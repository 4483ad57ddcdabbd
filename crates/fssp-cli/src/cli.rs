//! CLI argument parsing using clap derive

use std::path::{Path, PathBuf};

use clap::{Args, Parser, Subcommand};

use fssp_core::{
    EmbedConfig, ExpRingSearchConfig, RingSearchConfig, RuleTable, Segment, Symbol,
    default_rename_pool,
};

use crate::error::Result;

/// fssp - Search for firing squad synchronization rule tables
#[derive(Parser, Debug)]
#[command(name = "fssp")]
#[command(author, version, about, long_about = None)]
pub struct Cli {
    /// Enable verbose output
    #[arg(short, long, global = true)]
    pub verbose: bool,

    /// The command to run
    #[command(subcommand)]
    pub command: Commands,
}

/// Available commands
#[derive(Subcommand, Debug)]
pub enum Commands {
    /// Search for tables synchronizing rings of several lengths
    ///
    /// Examples:
    ///   fssp ring --lengths 2,4
    ///   fssp ring --lengths 2,4,8 --states QGAB --symmetric --time-optimal
    Ring(RingArgs),

    /// Search for self-renormalizing tables on rings
    ///
    /// Examples:
    ///   fssp exp-ring --base 2 --null 2 --init-len 2 --working RS
    ExpRing(ExpRingArgs),

    /// Check whether a table collapses onto an aggregate table
    ///
    /// Examples:
    ///   fssp embed --table "{'GQQ': 'G', 'QQQ': 'Q'}" --seeds GQQ
    Embed(EmbedArgs),

    /// Run a search described by a TOML, JSON or YAML file
    Run {
        /// Configuration file
        config: PathBuf,

        #[command(flatten)]
        output: OutputArgs,
    },

    /// Show the tables recorded in a record file
    Show {
        /// Record file
        file: PathBuf,

        /// Only show the table with this 1-based id
        #[arg(long)]
        index: Option<usize>,
    },

    /// Simulate a ring under a table
    Simulate {
        /// Table literal
        #[arg(long)]
        table: String,

        /// Initial ring configuration, e.g. GQQQ
        #[arg(long)]
        ring: String,

        /// Stop after this many steps
        #[arg(long, default_value_t = 1000)]
        max_steps: usize,
    },
}

/// Where and how many results to record
#[derive(Args, Debug, Clone, Default)]
pub struct OutputArgs {
    /// Stop after this many solutions
    #[arg(long)]
    pub limit: Option<u64>,

    /// Record file (default: <name>_<id>.txt in the current directory)
    #[arg(short, long)]
    pub out: Option<PathBuf>,

    /// Id used in the default record file name (default: first unused)
    #[arg(long)]
    pub id: Option<u32>,

    /// Also write the run configuration to this file (.toml, .json, .yaml)
    #[arg(long, value_name = "FILE")]
    pub save_config: Option<PathBuf>,
}

impl OutputArgs {
    /// Record file for a run named `name`.
    pub fn record_path(&self, dir: &Path, name: &str) -> PathBuf {
        match (&self.out, self.id) {
            (Some(out), _) => out.clone(),
            (None, Some(id)) => fssp_fs::record_path(dir, name, id),
            (None, None) => fssp_fs::next_record_path(dir, name),
        }
    }
}

#[derive(Args, Debug)]
pub struct RingArgs {
    /// Ring lengths, comma separated, synchronized in order
    #[arg(long, value_delimiter = ',', required = true)]
    pub lengths: Vec<usize>,

    /// Non-firing states in the order they are tried (must contain Q)
    #[arg(long, default_value = "QGA")]
    pub states: String,

    /// Initiator state (default: first working state)
    #[arg(long)]
    pub initiator: Option<char>,

    /// Tie every window to its mirror image
    #[arg(long)]
    pub symmetric: bool,

    /// Require a ring of length n to fire at exactly step n
    #[arg(long)]
    pub time_optimal: bool,

    /// Window width when no seed table is given
    #[arg(long)]
    pub width: Option<usize>,

    /// Seed table literal, e.g. an init_ruleset from a record file
    #[arg(long)]
    pub init_table: Option<String>,

    #[command(flatten)]
    pub output: OutputArgs,
}

#[derive(Args, Debug)]
pub struct ExpRingArgs {
    /// Fine steps per coarse step
    #[arg(long, default_value_t = 2)]
    pub base: usize,

    /// Window width minus one
    #[arg(long, default_value_t = 2)]
    pub null: usize,

    /// Length of the seed ring
    #[arg(long, default_value_t = 4)]
    pub init_len: usize,

    /// Working states; the first is the initiator
    #[arg(long, default_value = "RS")]
    pub working: String,

    /// Seed table literal
    #[arg(long)]
    pub init_table: Option<String>,

    /// Skip tables that leave a working state unused
    #[arg(long)]
    pub require_all_states: bool,

    #[command(flatten)]
    pub output: OutputArgs,
}

#[derive(Args, Debug)]
pub struct EmbedArgs {
    /// Base table literal
    #[arg(long)]
    pub table: String,

    /// Seed segments, comma separated
    #[arg(long, value_delimiter = ',', required = true)]
    pub seeds: Vec<String>,

    /// Applications of the base table per aggregate step
    #[arg(long, default_value_t = 1)]
    pub stride: usize,

    /// Base states per aggregate state
    #[arg(long, default_value_t = 1)]
    pub gran: usize,

    #[arg(long, default_value_t = 2)]
    pub base: usize,

    /// Fresh aggregate states, used in order
    #[arg(long)]
    pub rename: Option<String>,

    /// Also write the run configuration to this file (.toml, .json, .yaml)
    #[arg(long, value_name = "FILE")]
    pub save_config: Option<PathBuf>,
}

fn parse_table(literal: Option<&str>) -> Result<Option<RuleTable>> {
    Ok(literal.map(str::parse::<RuleTable>).transpose()?)
}

impl RingArgs {
    pub fn to_config(&self) -> Result<RingSearchConfig> {
        Ok(RingSearchConfig {
            lengths: self.lengths.clone(),
            states: Symbol::parse_many(&self.states)?,
            initiator: self.initiator.map(Symbol::new).transpose()?,
            symmetric: self.symmetric,
            time_optimal: self.time_optimal,
            width: self.width,
            init_table: parse_table(self.init_table.as_deref())?,
        })
    }
}

impl ExpRingArgs {
    pub fn to_config(&self) -> Result<ExpRingSearchConfig> {
        Ok(ExpRingSearchConfig {
            base: self.base,
            null: self.null,
            init_len: self.init_len,
            working: Symbol::parse_many(&self.working)?,
            init_table: parse_table(self.init_table.as_deref())?,
            require_all_states: self.require_all_states,
        })
    }
}

impl EmbedArgs {
    pub fn to_config(&self) -> Result<EmbedConfig> {
        let rename = match &self.rename {
            Some(pool) => Symbol::parse_many(pool)?,
            None => default_rename_pool(),
        };
        Ok(EmbedConfig {
            base_table: self.table.parse()?,
            seeds: self
                .seeds
                .iter()
                .map(|s| s.trim().parse::<Segment>())
                .collect::<fssp_core::Result<_>>()?,
            stride: self.stride,
            gran: self.gran,
            base: self.base,
            rename,
        })
    }
}
//! Filesystem layer for fssp searches
//!
//! Provides the durable [`RecordFile`] result sink, loading of record files
//! for inspection and resumption, and format-agnostic configuration files.

pub mod config;
pub mod error;
pub mod io;
pub mod records;

pub use config::ConfigStore;
pub use error::{Error, Result};
pub use records::{
    INIT_TABLE_KEY, RecordFile, RecordLog, load_records, next_record_path, record_path,
};
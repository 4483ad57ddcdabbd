//! Typed run configurations
//!
//! Each search driver takes one of these. They deserialize from any serde
//! format; symbol lists are written as plain strings (`states = "QGA"`) and
//! tables as their literal form, so configuration files stay hand-editable:
//!
//! ```toml
//! mode = "exp-ring"
//! base = 2
//! null = 2
//! init_len = 4
//! working = "RS"
//! ```

use serde::{Deserialize, Serialize};

use crate::sink::RunParams;
use crate::symbol::render_symbols;
use crate::{RuleTable, Segment, Symbol};

/// Serde adapter for a list of symbols written as one string.
mod symbol_list {
    use serde::{Deserialize, Deserializer, Serializer};

    use crate::Symbol;
    use crate::symbol::render_symbols;

    pub fn serialize<S: Serializer>(symbols: &[Symbol], serializer: S) -> Result<S::Ok, S::Error> {
        serializer.serialize_str(&render_symbols(symbols))
    }

    pub fn deserialize<'de, D: Deserializer<'de>>(
        deserializer: D,
    ) -> Result<Vec<Symbol>, D::Error> {
        let s = String::deserialize(deserializer)?;
        Symbol::parse_many(&s).map_err(serde::de::Error::custom)
    }
}

fn default_one() -> usize {
    1
}

fn default_base() -> usize {
    2
}

/// Fresh aggregate states offered to the embedder: the capitals except Q and F.
pub fn default_rename_pool() -> Vec<Symbol> {
    ('A'..='Z')
        .filter(|c| !matches!(c, 'Q' | 'F'))
        .filter_map(|c| Symbol::new(c).ok())
        .collect()
}

fn sized(table: Option<&RuleTable>) -> Option<&RuleTable> {
    table.filter(|t| t.is_sized())
}

/// The seed a search starts from, rendered after the quiescent rule is added.
fn seed_param(table: Option<&RuleTable>, width: usize) -> String {
    let mut seed = match sized(table) {
        Some(table) => table.clone(),
        None if width > 0 => RuleTable::new(width),
        None => RuleTable::blank(),
    };
    // A seed that breaks quiescence is rejected when the search starts.
    let _ = seed.ensure_quiescent();
    seed.to_string()
}

/// Direct search for tables synchronizing several ring lengths.
#[derive(Debug, Clone, PartialEq, Eq, Serialize, Deserialize)]
pub struct RingSearchConfig {
    /// Ring lengths, synchronized in order.
    pub lengths: Vec<usize>,

    /// Non-firing states in the order they are tried; must contain Q.
    #[serde(with = "symbol_list")]
    pub states: Vec<Symbol>,

    /// Initial state of cell 0; defaults to the first working state.
    #[serde(default)]
    pub initiator: Option<Symbol>,

    /// Tie every window to its mirror image.
    #[serde(default)]
    pub symmetric: bool,

    /// Require a ring of length n to fire at exactly step n.
    #[serde(default)]
    pub time_optimal: bool,

    /// Window width when no seed table is given.
    #[serde(default)]
    pub width: Option<usize>,

    /// Partial table to start from, e.g. a table recorded by an earlier run.
    #[serde(default)]
    pub init_table: Option<RuleTable>,
}

impl RingSearchConfig {
    fn initiator_or_default(&self) -> Option<Symbol> {
        self.initiator.or_else(|| {
            self.states
                .iter()
                .copied()
                .find(|s| !s.is_quiescent() && !s.is_firing())
        })
    }

    /// The seed table, unless it is absent or the empty `{}`.
    pub fn seed_table(&self) -> Option<&RuleTable> {
        sized(self.init_table.as_ref())
    }

    fn width_or_default(&self) -> usize {
        self.seed_table()
            .map(RuleTable::width)
            .or(self.width)
            .unwrap_or(crate::drivers::ring::DEFAULT_WIDTH)
    }

    /// Run name, e.g. `ring_len2_4_QGA_sym`.
    pub fn name(&self) -> String {
        let lengths: Vec<String> = self.lengths.iter().map(ToString::to_string).collect();
        let mut name = format!("ring_len{}_{}", lengths.join("_"), render_symbols(&self.states));
        if self.symmetric {
            name.push_str("_sym");
        }
        if self.time_optimal {
            name.push_str("_opt");
        }
        name
    }

    pub fn params(&self) -> RunParams {
        let lengths: Vec<String> = self.lengths.iter().map(ToString::to_string).collect();
        let mut params = RunParams::new(self.name())
            .with("lengths", format!("[{}]", lengths.join(", ")))
            .with_text("states", render_symbols(&self.states));
        if let Some(initiator) = self.initiator_or_default() {
            params = params.with_text("initiator", initiator);
        }
        params
            .with("symmetric", self.symmetric)
            .with("time_optimal", self.time_optimal)
            .with("width", self.width_or_default())
            .with(
                "init_ruleset",
                seed_param(self.init_table.as_ref(), self.width_or_default()),
            )
    }
}

/// Search for self-renormalizing tables on rings.
#[derive(Debug, Clone, PartialEq, Eq, Serialize, Deserialize)]
pub struct ExpRingSearchConfig {
    /// Fine steps per coarse step.
    pub base: usize,

    /// Window width minus one.
    pub null: usize,

    /// Length of the seed ring.
    pub init_len: usize,

    /// Working states; the first one is the initiator.
    #[serde(with = "symbol_list")]
    pub working: Vec<Symbol>,

    #[serde(default)]
    pub init_table: Option<RuleTable>,

    /// Skip solutions that leave a working state unused.
    #[serde(default)]
    pub require_all_states: bool,
}

impl ExpRingSearchConfig {
    /// The seed table, unless it is absent or the empty `{}`.
    pub fn seed_table(&self) -> Option<&RuleTable> {
        sized(self.init_table.as_ref())
    }

    /// Run name, e.g. `base2_null2_init_len4_RS`.
    pub fn name(&self) -> String {
        format!(
            "base{}_null{}_init_len{}_{}",
            self.base,
            self.null,
            self.init_len,
            render_symbols(&self.working)
        )
    }

    pub fn params(&self) -> RunParams {
        RunParams::new(self.name())
            .with("base", self.base)
            .with("null", self.null)
            .with("init_len", self.init_len)
            .with_text("working", render_symbols(&self.working))
            .with("init_ruleset", seed_param(self.init_table.as_ref(), self.null + 1))
    }
}

/// Verification of a fixed table against an aggregate alphabet.
#[derive(Debug, Clone, PartialEq, Eq, Serialize, Deserialize)]
pub struct EmbedConfig {
    /// The fixed fine table.
    pub base_table: RuleTable,

    /// Segments whose closure is checked.
    pub seeds: Vec<Segment>,

    /// Applications of the base table per aggregate step.
    #[serde(default = "default_one")]
    pub stride: usize,

    /// Base states per aggregate state.
    #[serde(default = "default_one")]
    pub gran: usize,

    #[serde(default = "default_base")]
    pub base: usize,

    /// Fresh aggregate states, used in order.
    #[serde(with = "symbol_list", default = "default_rename_pool")]
    pub rename: Vec<Symbol>,
}

impl EmbedConfig {
    /// Run name, e.g. `embed_stride1_gran1_base2`.
    pub fn name(&self) -> String {
        format!("embed_stride{}_gran{}_base{}", self.stride, self.gran, self.base)
    }

    pub fn params(&self) -> RunParams {
        let seeds: Vec<String> = self.seeds.iter().map(|s| format!("'{s}'")).collect();
        RunParams::new(self.name())
            .with("stride", self.stride)
            .with("gran", self.gran)
            .with("base", self.base)
            .with("seeds", format!("[{}]", seeds.join(", ")))
            .with_text("rename", render_symbols(&self.rename))
            .with("base_ruleset", &self.base_table)
    }
}

/// A configuration file: one run of any driver, selected by `mode`.
#[derive(Debug, Clone, PartialEq, Eq, Serialize, Deserialize)]
#[serde(tag = "mode", rename_all = "kebab-case")]
pub enum RunConfig {
    Ring(RingSearchConfig),
    ExpRing(ExpRingSearchConfig),
    Embed(EmbedConfig),
}

impl RunConfig {
    pub fn name(&self) -> String {
        match self {
            RunConfig::Ring(config) => config.name(),
            RunConfig::ExpRing(config) => config.name(),
            RunConfig::Embed(config) => config.name(),
        }
    }

    pub fn params(&self) -> RunParams {
        match self {
            RunConfig::Ring(config) => config.params(),
            RunConfig::ExpRing(config) => config.params(),
            RunConfig::Embed(config) => config.params(),
        }
    }
}
//! Cell states and alphabets.

use std::collections::HashSet;
use std::fmt;

use serde::{Deserialize, Serialize};

use crate::{Error, Result};

/// A single cell state.
///
/// States are printable ASCII characters. Two of them are distinguished:
/// [`Symbol::QUIESCENT`] (`Q`) and [`Symbol::FIRING`] (`F`).
#[derive(Debug, Clone, Copy, PartialEq, Eq, Hash, PartialOrd, Ord, Serialize, Deserialize)]
#[serde(try_from = "char", into = "char")]
pub struct Symbol(u8);

impl Symbol {
    /// The rest state.
    pub const QUIESCENT: Symbol = Symbol(b'Q');
    /// The synchronized terminal state.
    pub const FIRING: Symbol = Symbol(b'F');

    /// Create a symbol from a character.
    ///
    /// Characters used by the table literal syntax are rejected so that any
    /// table can be rendered and parsed back.
    pub fn new(c: char) -> Result<Self> {
        if !c.is_ascii_graphic() || matches!(c, '\'' | '"' | ':' | '|' | ',' | '{' | '}') {
            return Err(Error::InvalidSymbol { symbol: c });
        }
        Ok(Self(c as u8))
    }

    /// Parse every character of `s` as a symbol.
    pub fn parse_many(s: &str) -> Result<Vec<Symbol>> {
        s.chars().map(Symbol::new).collect()
    }

    pub fn as_char(self) -> char {
        self.0 as char
    }

    pub fn is_quiescent(self) -> bool {
        self == Self::QUIESCENT
    }

    pub fn is_firing(self) -> bool {
        self == Self::FIRING
    }
}

impl TryFrom<char> for Symbol {
    type Error = Error;

    fn try_from(c: char) -> Result<Self> {
        Self::new(c)
    }
}

impl From<Symbol> for char {
    fn from(symbol: Symbol) -> char {
        symbol.as_char()
    }
}

impl fmt::Display for Symbol {
    fn fmt(&self, f: &mut fmt::Formatter<'_>) -> fmt::Result {
        write!(f, "{}", self.as_char())
    }
}

/// Render a list of symbols as a plain string, e.g. `QGA`.
pub fn render_symbols(symbols: &[Symbol]) -> String {
    symbols.iter().map(|s| s.as_char()).collect()
}

/// The non-firing states a search may assign, in the order it tries them.
///
/// Q is always present, F never is: firing is decided separately from the
/// choice among the other states.
#[derive(Debug, Clone, PartialEq, Eq)]
pub struct Alphabet {
    non_firing: Vec<Symbol>,
}

impl Alphabet {
    /// Build an alphabet from working states; Q is tried after them.
    pub fn from_working(working: &[Symbol]) -> Result<Self> {
        for &symbol in working {
            if symbol.is_quiescent() || symbol.is_firing() {
                return Err(Error::ReservedSymbol {
                    symbol: symbol.as_char(),
                });
            }
        }
        let mut non_firing = working.to_vec();
        non_firing.push(Symbol::QUIESCENT);
        Self::checked(non_firing)
    }

    /// Build an alphabet from an explicit, ordered list of non-firing states.
    ///
    /// The list must contain Q and must not contain F.
    pub fn from_non_firing(states: &[Symbol]) -> Result<Self> {
        if let Some(f) = states.iter().find(|s| s.is_firing()) {
            return Err(Error::ReservedSymbol { symbol: f.as_char() });
        }
        if !states.contains(&Symbol::QUIESCENT) {
            return Err(Error::invalid(
                "states",
                format!("{} does not contain the quiescent state Q", render_symbols(states)),
            ));
        }
        Self::checked(states.to_vec())
    }

    fn checked(non_firing: Vec<Symbol>) -> Result<Self> {
        let mut seen = HashSet::new();
        for &symbol in &non_firing {
            if !seen.insert(symbol) {
                return Err(Error::DuplicateSymbol {
                    symbol: symbol.as_char(),
                });
            }
        }
        Ok(Self { non_firing })
    }

    /// States tried when a window is hypothesized not to fire.
    pub fn non_firing(&self) -> &[Symbol] {
        &self.non_firing
    }

    /// Non-firing states other than Q, in order.
    pub fn working(&self) -> impl Iterator<Item = Symbol> + '_ {
        self.non_firing.iter().copied().filter(|s| !s.is_quiescent())
    }

    /// The first working state, conventionally the initiator (general).
    pub fn initiator(&self) -> Option<Symbol> {
        self.working().next()
    }

    pub fn contains(&self, symbol: Symbol) -> bool {
        symbol.is_firing() || self.non_firing.contains(&symbol)
    }
}
//! Lazy enumeration of the children of a branch point.

use crate::{RuleTable, Segment, Symbol};

use super::Symmetry;

/// The alternatives at one branch point.
///
/// Yields one extended copy of the parent table per alternative: first the
/// "fire now" hypothesis when it is allowed, then every assignment of
/// non-firing states to the undefined windows in odometer order (the last
/// window varies fastest). Children are built on demand, so a branch over
/// `k` windows never holds more than one of its `|A|^k` tables at a time.
#[derive(Debug, Clone)]
pub struct Choice {
    parent: RuleTable,
    windows: Vec<Segment>,
    symbols: Vec<Symbol>,
    symmetry: Symmetry,
    fire_pending: bool,
    digits: Option<Vec<usize>>,
}

impl Choice {
    pub(crate) fn new(
        parent: RuleTable,
        windows: Vec<Segment>,
        symbols: Vec<Symbol>,
        symmetry: Symmetry,
        fire_first: bool,
    ) -> Self {
        let digits = (!symbols.is_empty()).then(|| vec![0; windows.len()]);
        Self {
            parent,
            windows,
            symbols,
            symmetry,
            fire_pending: fire_first,
            digits,
        }
    }

    /// The undefined windows this branch point assigns.
    pub fn windows(&self) -> &[Segment] {
        &self.windows
    }

    /// Total number of alternatives, saturating on overflow.
    pub fn fan_out(&self) -> usize {
        let exponent = u32::try_from(self.windows.len()).unwrap_or(u32::MAX);
        let assignments = self.symbols.len().saturating_pow(exponent);
        assignments.saturating_add(usize::from(self.fire_pending))
    }

    fn next_assignment(&mut self) -> Option<Vec<Symbol>> {
        if self.fire_pending {
            self.fire_pending = false;
            return Some(vec![Symbol::FIRING; self.windows.len()]);
        }
        let digits = self.digits.as_mut()?;
        let assignment = digits.iter().map(|&d| self.symbols[d]).collect();

        let mut exhausted = true;
        for digit in digits.iter_mut().rev() {
            *digit += 1;
            if *digit < self.symbols.len() {
                exhausted = false;
                break;
            }
            *digit = 0;
        }
        if exhausted {
            self.digits = None;
        }
        Some(assignment)
    }
}

impl Iterator for Choice {
    type Item = RuleTable;

    fn next(&mut self) -> Option<RuleTable> {
        loop {
            let assignment = self.next_assignment()?;
            let mut child = self.parent.clone();
            let consistent = self
                .windows
                .iter()
                .zip(assignment)
                .all(|(window, symbol)| self.symmetry.assign(&mut child, window, symbol).is_ok());
            if consistent {
                return Some(child);
            }
        }
    }
}

#[cfg(test)]
mod tests {
    use super::*;

    fn seg(s: &str) -> Segment {
        s.parse().unwrap()
    }

    fn symbols(s: &str) -> Vec<Symbol> {
        Symbol::parse_many(s).unwrap()
    }

    #[test]
    fn enumerates_fire_then_odometer_order() {
        let choice = Choice::new(
            RuleTable::quiescent(3),
            vec![seg("GQG"), seg("QGQ")],
            symbols("QG"),
            Symmetry::Asymmetric,
            true,
        );
        assert_eq!(choice.fan_out(), 5);
        let images: Vec<String> = choice
            .map(|t| format!("{}{}", t.get(&seg("GQG")).unwrap(), t.get(&seg("QGQ")).unwrap()))
            .collect();
        assert_eq!(images, vec!["FF", "QQ", "QG", "GQ", "GG"]);
    }

    #[test]
    fn children_never_touch_the_parent() {
        let parent = RuleTable::quiescent(3);
        let mut choice = Choice::new(
            parent.clone(),
            vec![seg("QQG")],
            symbols("A"),
            Symmetry::Asymmetric,
            false,
        );
        let child = choice.next().unwrap();
        assert_eq!(child.len(), 2);
        assert_eq!(parent.len(), 1);
        assert!(choice.next().is_none());
    }

    #[test]
    fn mirrored_assignment_defines_both_orientations() {
        let mut choice = Choice::new(
            RuleTable::quiescent(3),
            vec![seg("GQQ")],
            symbols("A"),
            Symmetry::Mirror,
            false,
        );
        let child = choice.next().unwrap();
        assert_eq!(child.get(&seg("GQQ")), child.get(&seg("QQG")));
    }

    #[test]
    fn without_non_firing_states_only_fire_remains() {
        let choice = Choice::new(
            RuleTable::quiescent(3),
            vec![seg("GGG")],
            Vec::new(),
            Symmetry::Asymmetric,
            true,
        );
        assert_eq!(choice.count(), 1);
    }
}
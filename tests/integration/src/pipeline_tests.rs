//! Cross-driver flows: configuration files, searches, verification and simulation.

use fssp_core::{
    Embedder, ExpRingSearch, RingSearch, RunConfig, Segment, TraceOutcome, Verification,
    simulate_ring,
};
use fssp_fs::ConfigStore;
use fssp_test_utils::fixtures::{EXP_2_3_R, embed_config, exp_ring_config, ring_config, table};
use fssp_test_utils::workspace::TestDir;
use pretty_assertions::assert_eq;

#[test]
fn renormalizing_search_result_embeds() {
    let found: Vec<_> = ExpRingSearch::new(&exp_ring_config(2, 3, 2, "R")).unwrap().collect();
    assert_eq!(found, vec![table(EXP_2_3_R)]);

    let mut config = embed_config(&["RQQQ"], 1, 1);
    config.base_table = found[0].clone();
    let Verification::Embedded(embedding) = Embedder::new(&config).unwrap().verify().unwrap() else {
        panic!("search result should embed");
    };
    assert_eq!(embedding.table, table("{'AQQQ': 'A', 'QQQQ': 'Q'}"));
}

#[test]
fn found_table_synchronizes_its_ring() {
    let found: Vec<_> = ExpRingSearch::new(&exp_ring_config(2, 2, 2, "RS")).unwrap().collect();
    assert_eq!(found.len(), 1);
    assert!(found[0].uses_all("RS".chars().map(|c| fssp_core::Symbol::new(c).unwrap())));

    let trace = simulate_ring(&found[0], &"RQ".parse().unwrap(), 10);
    let configurations: Vec<String> = trace.configurations.iter().map(Segment::to_string).collect();
    assert_eq!(configurations, vec!["RQ", "SS", "FF"]);
    assert_eq!(trace.outcome, TraceOutcome::Fired { step: 2 });
    assert!(trace.synchronized());
}

#[test]
fn ring_solutions_fire_every_length_on_replay() {
    let config = ring_config(&[2, 4]);
    for found in RingSearch::start(&config).unwrap().take(5) {
        for cfg in ["GQ", "GQQQ"] {
            let trace = simulate_ring(&found, &cfg.parse().unwrap(), 100);
            assert!(trace.synchronized(), "{cfg} under {found}: {:?}", trace.outcome);
        }
    }
}

#[test]
fn saved_config_runs_the_same_search() {
    let dir = TestDir::new();
    let mut ring = ring_config(&[2]);
    ring.time_optimal = true;
    let config = RunConfig::Ring(ring);

    for file in ["run.toml", "run.json", "run.yaml"] {
        let path = dir.path(file);
        ConfigStore::new().save(&path, &config).unwrap();
        let loaded: RunConfig = ConfigStore::new().load(&path).unwrap();
        assert_eq!(loaded, config, "{file}");

        let RunConfig::Ring(ring) = loaded else {
            panic!("mode lost in {file}");
        };
        assert_eq!(RingSearch::start(&ring).unwrap().count(), 6, "{file}");
    }
}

○ ○ ○

● **Description of the task**
Take every line from the records that holds "RecordFile" and copy it down.

● **Output for this task**
//! Provides the durable [`RecordFile`] result sink, loading of record files
    INIT_TABLE_KEY, RecordFile, RecordLog, load_records, next_record_path, record_path,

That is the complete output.